Tony Tyler, IATA’s Director General and CEO, spoke at the IATA World Financial Symposium in Barcelona, where he noted that aviation delivers enormous value to the global economy, contributing some $2.4 trillion to GDP, carrying over a third of world trade by value and supporting some 58 million jobs including aviation-related tourism. Historically, however, aviation has not had an equivalent level of success creating value for its equity investors. Tyler highlighted four areas where industry stakeholders have opportunities to set a path toward long-term financial sustainability: Smarter Regulation; Rebalancing the Value Chain; Innovation; and Efficient Processes.
Ladies and gentlemen: good morning. It’s a pleasure to be with you in this historic center of culture, free-thinking, commerce and manufacturing. I would like to add my thanks to our sponsors for their strong support, which makes events such as these possible.
2015 is a special year for the airline industry. Seventy years ago, the leaders of 57 airlines came together in Havana, Cuba, to form IATA. The goals of the Association were clear. IATA was to promote safe, efficient, and economical air transport. In doing so, it would create great value-benefitting the peoples of the world and fostering commerce.
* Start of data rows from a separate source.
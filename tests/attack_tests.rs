use battleship_core::{
    AiPlayer, AttackService, Board, BoardError, CellState, Difficulty, Fleet, FleetBoard,
    Orientation, ShipType, ShotResult,
};

fn cruiser_only() -> Fleet {
    Fleet::new(&[ShipType::new("Cruiser", 3)])
}

#[test]
fn resolve_attack_counts_every_shot() {
    let svc = AttackService::new();
    let mut board = Board::new();
    board.set_ship(0, 0).unwrap();
    board.set_ship(0, 1).unwrap();

    let miss = svc.resolve_attack(&mut board, 5, 5, 0, 0, 2).unwrap();
    assert_eq!((miss.shots, miss.hits, miss.hit, miss.game_over), (1, 0, false, false));
    assert_eq!(board.cell(5, 5), Some(CellState::Miss));

    let hit = svc.resolve_attack(&mut board, 0, 0, miss.shots, miss.hits, 2).unwrap();
    assert_eq!((hit.shots, hit.hits, hit.hit, hit.game_over), (2, 1, true, false));

    let last = svc.resolve_attack(&mut board, 0, 1, hit.shots, hit.hits, 2).unwrap();
    assert!(last.game_over);
}

#[test]
fn resolve_attack_on_resolved_cell_fails() {
    let svc = AttackService::new();
    let mut board = Board::new();
    svc.resolve_attack(&mut board, 3, 3, 0, 0, 1).unwrap();
    assert_eq!(
        svc.resolve_attack(&mut board, 3, 3, 1, 0, 1).unwrap_err(),
        BoardError::AlreadyAttacked
    );
}

#[test]
fn ai_attack_mirrors_display_and_marks_sunk_ship() {
    let svc = AttackService::new();
    let mut logical = FleetBoard::new(cruiser_only());
    logical.place(0, 4, 4, Orientation::Vertical).unwrap();
    let mut display = Board::from_fleet(&logical);
    let mut ai = AiPlayer::with_difficulty(Difficulty::Hard, cruiser_only(), 3);

    let (mut shots, mut hits) = (0, 0);
    loop {
        let outcome = svc
            .resolve_ai_attack(&mut ai, &mut logical, &mut display, shots, hits, 3)
            .unwrap()
            .expect("engine must fire while the cruiser floats");
        shots = outcome.shots;
        hits = outcome.hits;
        let expected = if outcome.hit() { CellState::Hit } else { CellState::Miss };
        assert_eq!(display.cell(outcome.shot.row, outcome.shot.col), Some(expected));
        if outcome.game_over {
            assert!(matches!(outcome.shot.result, ShotResult::Sunk { size: 3, .. }));
            break;
        }
        assert!(shots < 100);
    }
    assert_eq!(hits, 3);
    assert!(ai.enemy_fleet().is_destroyed());
    assert_eq!(ai.size_of_next_ship(), None);
    assert!(logical.fleet().is_destroyed());
}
The tag line for our 70th anniversary celebration is “Flying better. Together.” That reminds us of the fact that IATA was created to be a forum for industry collaboration and partnership, undertaking on a collective basis those activities that would be hugely expensive and inefficient for airlines to do individually. We would also be a vehicle to support the development of the standards and best practices necessary for the safe and efficient operation of the global air transport network.
Aviation today is very different compared to when IATA was formed in April 1945. This year airlines will carry 3.5 billion passengers-or around 9.6 million each day – which is more than were carried in the entire year of 1945. Over a third of global trade by value is transported through the skies; and aviation contributes some $2.4 trillion to global GDP. And the industry has evolved into a job creation machine, supporting some 58 million jobs around the world when we include the benefits of aviation-related tourism.
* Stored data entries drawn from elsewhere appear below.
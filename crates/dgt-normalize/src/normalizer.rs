//! The normalization pass: one raw attribute bag in, one canonical health
//! record out.

use tracing::{debug, warn};

use dgt_adapter::{RawAttributeBag, RawValue, keys};
use dgt_model::{DeviceIdentity, Field, HealthRecord, MediaClass, Protocol};

use crate::error::{NormalizeError, Result};
use crate::fieldmap::{Availability, Conversion, field_map};
use crate::selftest::normalize_entries;

/// Normalizes one bag into a health record.
///
/// Fails only when identity (serial number, capacity) cannot be resolved;
/// every other missing or malformed attribute degrades into the record's
/// unreadable set.
pub fn normalize(bag: &RawAttributeBag) -> Result<HealthRecord> {
    let protocol = bag.protocol();
    let identity = resolve_identity(bag, protocol)?;
    let (media_class, class_readable) = detect_media_class(bag, protocol);

    let mut record = HealthRecord::new(identity, media_class);
    if class_readable {
        record.fields.mark_applied(Field::MediaClassDetection);
    } else {
        record.fields.mark_unreadable(Field::MediaClassDetection);
    }

    for spec in field_map(protocol) {
        if let Some(class) = spec.class {
            if class != record.media_class {
                record.fields.mark_not_applicable(spec.field);
                continue;
            }
        }
        match spec.availability {
            Availability::NotApplicable => record.fields.mark_not_applicable(spec.field),
            Availability::Mapped(candidates) => {
                resolve_mapped(bag, spec.field, candidates, &mut record);
            }
        }
    }

    resolve_self_tests(bag, &mut record);
    debug!(
        serial = %record.identity.serial,
        protocol = %record.identity.protocol,
        class = %record.media_class,
        "record normalized"
    );
    Ok(record)
}

fn resolve_identity(bag: &RawAttributeBag, protocol: Protocol) -> Result<DeviceIdentity> {
    let serial = bag
        .get(keys::SERIAL_NUMBER)
        .and_then(RawValue::as_text)
        .map(str::trim)
        .filter(|s| !s.is_empty())
        .map(str::to_string);
    let capacity_bytes = bag
        .get(keys::CAPACITY_BYTES)
        .and_then(RawValue::as_u64)
        .filter(|bytes| *bytes > 0);

    let mut missing = Vec::new();
    if serial.is_none() {
        missing.push("serial_number");
    }
    if capacity_bytes.is_none() {
        missing.push("capacity_bytes");
    }

    let model = bag
        .get(keys::MODEL_NAME)
        .and_then(RawValue::as_text)
        .map(str::trim)
        .filter(|s| !s.is_empty())
        .unwrap_or("unknown")
        .to_string();

    let (Some(serial), Some(capacity_bytes)) = (serial, capacity_bytes) else {
        return Err(NormalizeError::IdentityUnresolved {
            device: model,
            missing,
        });
    };

    let vendor = bag
        .get(keys::VENDOR)
        .or_else(|| bag.get(keys::MODEL_FAMILY))
        .and_then(RawValue::as_text)
        .map(|text| text.trim().to_uppercase())
        .filter(|s| !s.is_empty())
        .unwrap_or_else(|| vendor_from_model(&model));
    let firmware = bag
        .get(keys::FIRMWARE_VERSION)
        .and_then(RawValue::as_text)
        .map(str::trim)
        .filter(|s| !s.is_empty())
        .unwrap_or("unknown")
        .to_string();

    Ok(DeviceIdentity {
        vendor,
        model,
        serial,
        firmware,
        capacity_bytes,
        protocol,
    })
}

/// First token of the model string, uppercased. Good enough when neither a
/// vendor field nor a model family is reported.
fn vendor_from_model(model: &str) -> String {
    model
        .split_whitespace()
        .next()
        .map(str::to_uppercase)
        .unwrap_or_else(|| "UNKNOWN".to_string())
}

/// NVMe is always solid-state. SATA/SAS split on the reported rotation rate
/// (0 means "Solid State Device" in smartctl terms); a rotating-capable
/// device that does not report one grades under the HDD rules and carries
/// the detection as unreadable.
fn detect_media_class(bag: &RawAttributeBag, protocol: Protocol) -> (MediaClass, bool) {
    if !protocol.supports_rotating_media() {
        return (MediaClass::Ssd, true);
    }
    match bag.get(keys::ROTATION_RATE).and_then(RawValue::as_u64) {
        Some(0) => (MediaClass::Ssd, true),
        Some(_) => (MediaClass::Hdd, true),
        None => (MediaClass::Hdd, false),
    }
}

fn resolve_mapped(
    bag: &RawAttributeBag,
    field: Field,
    candidates: &[crate::fieldmap::Candidate],
    record: &mut HealthRecord,
) {
    for candidate in candidates {
        let Some(value) = bag.get(candidate.key) else {
            continue;
        };
        // First present candidate wins; a present key that does not parse is
        // a read failure, not a reason to fall through to weaker sources.
        if assign(record, field, value, candidate.conversion) {
            record.fields.mark_applied(field);
        } else {
            warn!(
                serial = %record.identity.serial,
                %field,
                key = candidate.key,
                "raw attribute present but unparseable"
            );
            record.fields.mark_unreadable(field);
        }
        return;
    }
    record.fields.mark_unreadable(field);
}

fn assign(record: &mut HealthRecord, field: Field, value: &RawValue, conversion: Conversion) -> bool {
    match field {
        Field::AverageTemperature => {
            let Some(v) = value.as_i64() else { return false };
            record.average_temperature_c = Some(v);
            true
        }
        Field::MaximumTemperature => {
            let Some(v) = value.as_i64() else { return false };
            record.maximum_temperature_c = Some(v);
            true
        }
        _ => {
            let Some(raw) = value.as_u64() else { return false };
            let v = conversion.apply(raw);
            match field {
                Field::ReallocatedSectors => record.reallocated_sectors = Some(v),
                Field::PendingSectors => record.pending_sectors = Some(v),
                Field::PercentageUsed => record.percentage_used = Some(v),
                Field::AvailableSpare => record.available_spare = Some(v),
                Field::MediaErrors => record.media_errors = Some(v),
                Field::PowerOnHours => record.power_on_hours = Some(v),
                Field::HostBytesRead => record.host_bytes_read = Some(v),
                Field::HostBytesWritten => record.host_bytes_written = Some(v),
                Field::PowerCycleCount => record.power_cycle_count = Some(v),
                Field::WarningTempMinutes => record.warning_temp_minutes = Some(v),
                Field::CriticalTempMinutes => record.critical_temp_minutes = Some(v),
                _ => return false,
            }
            true
        }
    }
}

fn resolve_self_tests(bag: &RawAttributeBag, record: &mut HealthRecord) {
    match bag.get(keys::SELF_TEST_LOG) {
        Some(RawValue::SelfTests(entries)) => {
            record.self_test_history = normalize_entries(entries);
            record.fields.mark_applied(Field::SelfTestHistory);
        }
        Some(_) => record.fields.mark_unreadable(Field::SelfTestHistory),
        // No log section means the device never logged a test; an empty
        // history is a normal, readable state.
        None => {
            record.self_test_history = Vec::new();
            record.fields.mark_applied(Field::SelfTestHistory);
        }
    }
}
The vision to create value is being achieved. The connectivity provided by aviation enables globalized supply chains for agriculture and manufacturing. Thanks to aviation, you rarely are more than a 24-hour journey away from another population center on the globe. Additionally, we are a lifeline when disaster strikes. The earthquake in Nepal highlighted aviation’s vital role in helping to transport aid and rescue workers, as well as medical supplies and equipment, to those in need. Aviation also enriches the world in myriad non-monetary ways, reuniting friends and families, enabling journeys of discovery, and creating opportunities for greater cultural understanding.
Aviation’s ability to make the world a richer, more connected place rests on three pillars: We must be safe, sustainable and profitable. Safety is the number one priority for everyone associated with aviation. By sharing our expertise and working together through global standards such as the IATA Operational Safety Audit, we have made it the safest form of long-distance transportation the world has ever known.
Sustainability is our second pillar. It is our license to grow-and we have achieved remarkable progress over the decades in terms of reducing noise and emissions. The noise footprint of new aircraft is at least 15% smaller than that of the aircraft they replace and they provide fuel efficiencies that are at least 70% greater than jets produced in the 1960s. As an industry we are committed to further reducing aviation’s impact on the environment and have an aggressive target to achieve carbon neutral growth from 2020, with a 50% reduction in net CO2 emissions by 2050 compared to 2005.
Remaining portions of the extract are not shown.